Exercise requirements – Only one stretch of the data below should be repeated: the lines from the line containing "use crossterm::event::KeyCode;" through the line containing "pub fn clamp(&mut", inclusive, exactly as they are.

Data extract –
****************************************
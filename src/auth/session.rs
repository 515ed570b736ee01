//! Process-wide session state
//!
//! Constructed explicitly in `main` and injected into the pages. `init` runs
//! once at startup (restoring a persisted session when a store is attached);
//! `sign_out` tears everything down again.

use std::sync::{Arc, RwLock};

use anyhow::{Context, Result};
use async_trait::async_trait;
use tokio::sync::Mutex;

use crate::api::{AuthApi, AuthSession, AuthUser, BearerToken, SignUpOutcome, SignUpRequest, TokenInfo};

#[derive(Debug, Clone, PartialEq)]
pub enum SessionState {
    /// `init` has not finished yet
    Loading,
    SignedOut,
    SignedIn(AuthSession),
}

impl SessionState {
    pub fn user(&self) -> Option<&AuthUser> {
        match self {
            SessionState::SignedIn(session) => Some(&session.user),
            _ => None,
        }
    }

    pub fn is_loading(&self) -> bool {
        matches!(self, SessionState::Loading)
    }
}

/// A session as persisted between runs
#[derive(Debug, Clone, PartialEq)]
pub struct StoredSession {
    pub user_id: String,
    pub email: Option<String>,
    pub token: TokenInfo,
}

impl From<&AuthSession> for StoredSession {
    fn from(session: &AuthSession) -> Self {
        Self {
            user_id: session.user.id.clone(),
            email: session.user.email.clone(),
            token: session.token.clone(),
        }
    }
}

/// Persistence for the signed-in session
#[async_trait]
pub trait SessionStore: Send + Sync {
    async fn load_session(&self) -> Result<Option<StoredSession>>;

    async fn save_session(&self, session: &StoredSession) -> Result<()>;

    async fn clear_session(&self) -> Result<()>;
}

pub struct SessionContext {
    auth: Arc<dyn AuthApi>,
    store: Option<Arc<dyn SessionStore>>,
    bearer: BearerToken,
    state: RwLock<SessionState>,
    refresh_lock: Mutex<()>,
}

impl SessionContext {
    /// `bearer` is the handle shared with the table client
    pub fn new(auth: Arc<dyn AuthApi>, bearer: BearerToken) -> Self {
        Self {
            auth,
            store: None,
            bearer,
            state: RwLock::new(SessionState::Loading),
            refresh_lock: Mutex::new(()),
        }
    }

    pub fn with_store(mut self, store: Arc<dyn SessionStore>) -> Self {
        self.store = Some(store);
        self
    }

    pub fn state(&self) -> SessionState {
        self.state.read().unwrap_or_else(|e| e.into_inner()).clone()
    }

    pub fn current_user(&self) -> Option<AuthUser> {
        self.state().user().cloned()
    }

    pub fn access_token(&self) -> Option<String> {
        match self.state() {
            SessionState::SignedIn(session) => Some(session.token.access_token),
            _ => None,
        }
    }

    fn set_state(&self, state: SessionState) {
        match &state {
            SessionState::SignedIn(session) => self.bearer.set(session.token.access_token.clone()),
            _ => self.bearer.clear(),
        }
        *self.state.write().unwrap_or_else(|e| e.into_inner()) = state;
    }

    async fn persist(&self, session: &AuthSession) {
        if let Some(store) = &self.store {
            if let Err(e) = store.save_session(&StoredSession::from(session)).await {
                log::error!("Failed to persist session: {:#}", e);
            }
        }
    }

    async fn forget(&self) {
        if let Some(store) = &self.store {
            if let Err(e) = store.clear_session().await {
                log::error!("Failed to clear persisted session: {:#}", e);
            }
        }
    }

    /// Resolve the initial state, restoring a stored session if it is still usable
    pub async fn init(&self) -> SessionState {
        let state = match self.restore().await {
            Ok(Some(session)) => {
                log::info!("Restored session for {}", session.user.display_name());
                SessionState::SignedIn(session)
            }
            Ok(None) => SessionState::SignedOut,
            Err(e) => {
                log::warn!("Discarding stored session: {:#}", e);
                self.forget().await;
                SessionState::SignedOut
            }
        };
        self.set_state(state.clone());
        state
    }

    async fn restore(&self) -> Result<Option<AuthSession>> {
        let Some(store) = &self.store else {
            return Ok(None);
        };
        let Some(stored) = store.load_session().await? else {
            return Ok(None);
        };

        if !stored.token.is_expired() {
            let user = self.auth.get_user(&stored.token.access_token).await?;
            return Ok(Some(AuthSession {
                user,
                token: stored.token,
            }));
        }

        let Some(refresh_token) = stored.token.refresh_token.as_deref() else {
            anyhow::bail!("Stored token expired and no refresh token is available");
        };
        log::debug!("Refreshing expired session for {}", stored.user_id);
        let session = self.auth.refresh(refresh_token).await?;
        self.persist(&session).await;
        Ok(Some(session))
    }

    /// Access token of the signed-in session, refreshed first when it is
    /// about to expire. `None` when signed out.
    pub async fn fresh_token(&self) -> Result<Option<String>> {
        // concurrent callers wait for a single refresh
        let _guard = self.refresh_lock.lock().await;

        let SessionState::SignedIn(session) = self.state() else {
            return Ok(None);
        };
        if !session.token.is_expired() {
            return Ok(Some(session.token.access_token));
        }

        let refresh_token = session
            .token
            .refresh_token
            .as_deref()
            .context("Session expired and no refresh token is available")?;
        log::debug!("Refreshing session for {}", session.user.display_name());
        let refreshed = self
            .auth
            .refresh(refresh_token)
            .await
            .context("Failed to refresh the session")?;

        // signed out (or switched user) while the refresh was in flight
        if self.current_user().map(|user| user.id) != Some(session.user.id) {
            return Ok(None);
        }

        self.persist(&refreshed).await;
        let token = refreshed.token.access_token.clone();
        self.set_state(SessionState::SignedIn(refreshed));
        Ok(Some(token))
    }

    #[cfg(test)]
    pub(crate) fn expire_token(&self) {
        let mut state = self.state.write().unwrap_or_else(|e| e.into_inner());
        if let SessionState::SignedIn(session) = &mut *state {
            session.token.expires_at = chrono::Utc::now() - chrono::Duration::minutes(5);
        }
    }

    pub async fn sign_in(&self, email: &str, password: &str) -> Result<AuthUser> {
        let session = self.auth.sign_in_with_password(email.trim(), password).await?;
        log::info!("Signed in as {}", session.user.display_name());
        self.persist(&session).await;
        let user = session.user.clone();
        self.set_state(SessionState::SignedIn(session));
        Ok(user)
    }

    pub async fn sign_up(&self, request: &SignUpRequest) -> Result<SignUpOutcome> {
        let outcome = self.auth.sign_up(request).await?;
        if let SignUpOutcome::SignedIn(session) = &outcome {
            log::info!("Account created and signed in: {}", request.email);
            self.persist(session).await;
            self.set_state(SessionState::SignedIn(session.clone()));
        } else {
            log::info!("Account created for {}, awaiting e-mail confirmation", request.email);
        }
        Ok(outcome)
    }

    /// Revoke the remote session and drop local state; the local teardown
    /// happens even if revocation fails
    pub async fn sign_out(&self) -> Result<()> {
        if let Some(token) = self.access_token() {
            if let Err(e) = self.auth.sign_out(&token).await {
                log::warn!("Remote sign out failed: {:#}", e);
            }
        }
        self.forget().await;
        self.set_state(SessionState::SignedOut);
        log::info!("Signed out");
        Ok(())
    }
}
****************************************
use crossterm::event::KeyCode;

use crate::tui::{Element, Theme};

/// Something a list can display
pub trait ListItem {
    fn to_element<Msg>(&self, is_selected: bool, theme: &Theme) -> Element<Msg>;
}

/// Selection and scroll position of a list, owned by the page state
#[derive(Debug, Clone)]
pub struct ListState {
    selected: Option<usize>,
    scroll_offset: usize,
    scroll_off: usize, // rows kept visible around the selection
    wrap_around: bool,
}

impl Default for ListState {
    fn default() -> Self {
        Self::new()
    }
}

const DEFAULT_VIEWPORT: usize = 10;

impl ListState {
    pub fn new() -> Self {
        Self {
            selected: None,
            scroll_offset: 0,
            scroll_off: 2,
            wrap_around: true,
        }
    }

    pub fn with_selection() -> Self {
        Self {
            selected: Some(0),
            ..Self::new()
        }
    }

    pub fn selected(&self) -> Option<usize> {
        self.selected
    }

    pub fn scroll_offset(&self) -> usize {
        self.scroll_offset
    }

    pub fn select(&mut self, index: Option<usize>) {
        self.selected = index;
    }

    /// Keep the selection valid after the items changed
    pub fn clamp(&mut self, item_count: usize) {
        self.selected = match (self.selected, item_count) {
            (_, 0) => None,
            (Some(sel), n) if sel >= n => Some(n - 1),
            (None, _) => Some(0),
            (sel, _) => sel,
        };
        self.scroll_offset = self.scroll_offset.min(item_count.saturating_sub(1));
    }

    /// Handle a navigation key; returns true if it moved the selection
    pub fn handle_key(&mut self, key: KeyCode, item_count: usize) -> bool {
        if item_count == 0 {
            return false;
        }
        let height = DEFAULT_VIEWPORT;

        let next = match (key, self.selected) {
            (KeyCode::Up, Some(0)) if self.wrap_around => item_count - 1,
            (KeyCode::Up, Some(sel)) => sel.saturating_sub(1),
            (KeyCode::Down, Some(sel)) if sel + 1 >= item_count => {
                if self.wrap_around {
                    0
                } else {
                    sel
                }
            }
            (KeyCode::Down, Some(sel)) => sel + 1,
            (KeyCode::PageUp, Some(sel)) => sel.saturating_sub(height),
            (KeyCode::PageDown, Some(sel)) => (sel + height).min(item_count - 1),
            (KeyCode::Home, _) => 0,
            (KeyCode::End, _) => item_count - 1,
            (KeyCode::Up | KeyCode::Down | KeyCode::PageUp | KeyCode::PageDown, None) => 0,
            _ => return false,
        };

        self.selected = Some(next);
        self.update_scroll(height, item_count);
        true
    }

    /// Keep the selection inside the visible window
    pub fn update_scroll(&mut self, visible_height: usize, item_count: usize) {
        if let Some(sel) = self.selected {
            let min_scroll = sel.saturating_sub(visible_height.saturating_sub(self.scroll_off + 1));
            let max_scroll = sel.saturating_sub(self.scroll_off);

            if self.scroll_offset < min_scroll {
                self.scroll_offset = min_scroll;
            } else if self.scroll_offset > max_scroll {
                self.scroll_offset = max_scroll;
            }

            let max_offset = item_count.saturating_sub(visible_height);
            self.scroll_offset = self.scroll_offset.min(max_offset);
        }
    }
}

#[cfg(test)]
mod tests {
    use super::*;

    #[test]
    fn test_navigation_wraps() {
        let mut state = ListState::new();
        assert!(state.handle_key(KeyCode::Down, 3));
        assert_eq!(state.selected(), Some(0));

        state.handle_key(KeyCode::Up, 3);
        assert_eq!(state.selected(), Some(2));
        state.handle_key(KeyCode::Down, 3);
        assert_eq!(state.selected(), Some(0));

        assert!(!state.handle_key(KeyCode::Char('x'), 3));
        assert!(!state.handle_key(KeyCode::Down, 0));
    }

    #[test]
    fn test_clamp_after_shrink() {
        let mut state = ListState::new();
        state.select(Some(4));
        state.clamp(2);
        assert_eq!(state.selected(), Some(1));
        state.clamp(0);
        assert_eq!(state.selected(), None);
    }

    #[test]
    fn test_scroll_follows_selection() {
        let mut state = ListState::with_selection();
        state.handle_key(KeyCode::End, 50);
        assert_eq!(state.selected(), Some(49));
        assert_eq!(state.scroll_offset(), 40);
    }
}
****************************************
Output of the task –
use crossterm::event::KeyCode;

use crate::tui::{Element, Theme};

/// Something a list can display
pub trait ListItem {
    fn to_element<Msg>(&self, is_selected: bool, theme: &Theme) -> Element<Msg>;
}

/// Selection and scroll position of a list, owned by the page state
#[derive(Debug, Clone)]
pub struct ListState {
    selected: Option<usize>,
    scroll_offset: usize,
    scroll_off: usize, // rows kept visible around the selection
    wrap_around: bool,
}

impl Default for ListState {
    fn default() -> Self {
        Self::new()
    }
}

const DEFAULT_VIEWPORT: usize = 10;

impl ListState {
    pub fn new() -> Self {
        Self {
            selected: None,
            scroll_offset: 0,
            scroll_off: 2,
            wrap_around: true,
        }
    }

    pub fn with_selection() -> Self {
        Self {
            selected: Some(0),
            ..Self::new()
        }
    }

    pub fn selected(&self) -> Option<usize> {
        self.selected
    }

    pub fn scroll_offset(&self) -> usize {
        self.scroll_offset
    }

    pub fn select(&mut self, index: Option<usize>) {
        self.selected = index;
    }

    /// Keep the selection valid after the items changed
    pub fn clamp(&mut self, item_count: usize) {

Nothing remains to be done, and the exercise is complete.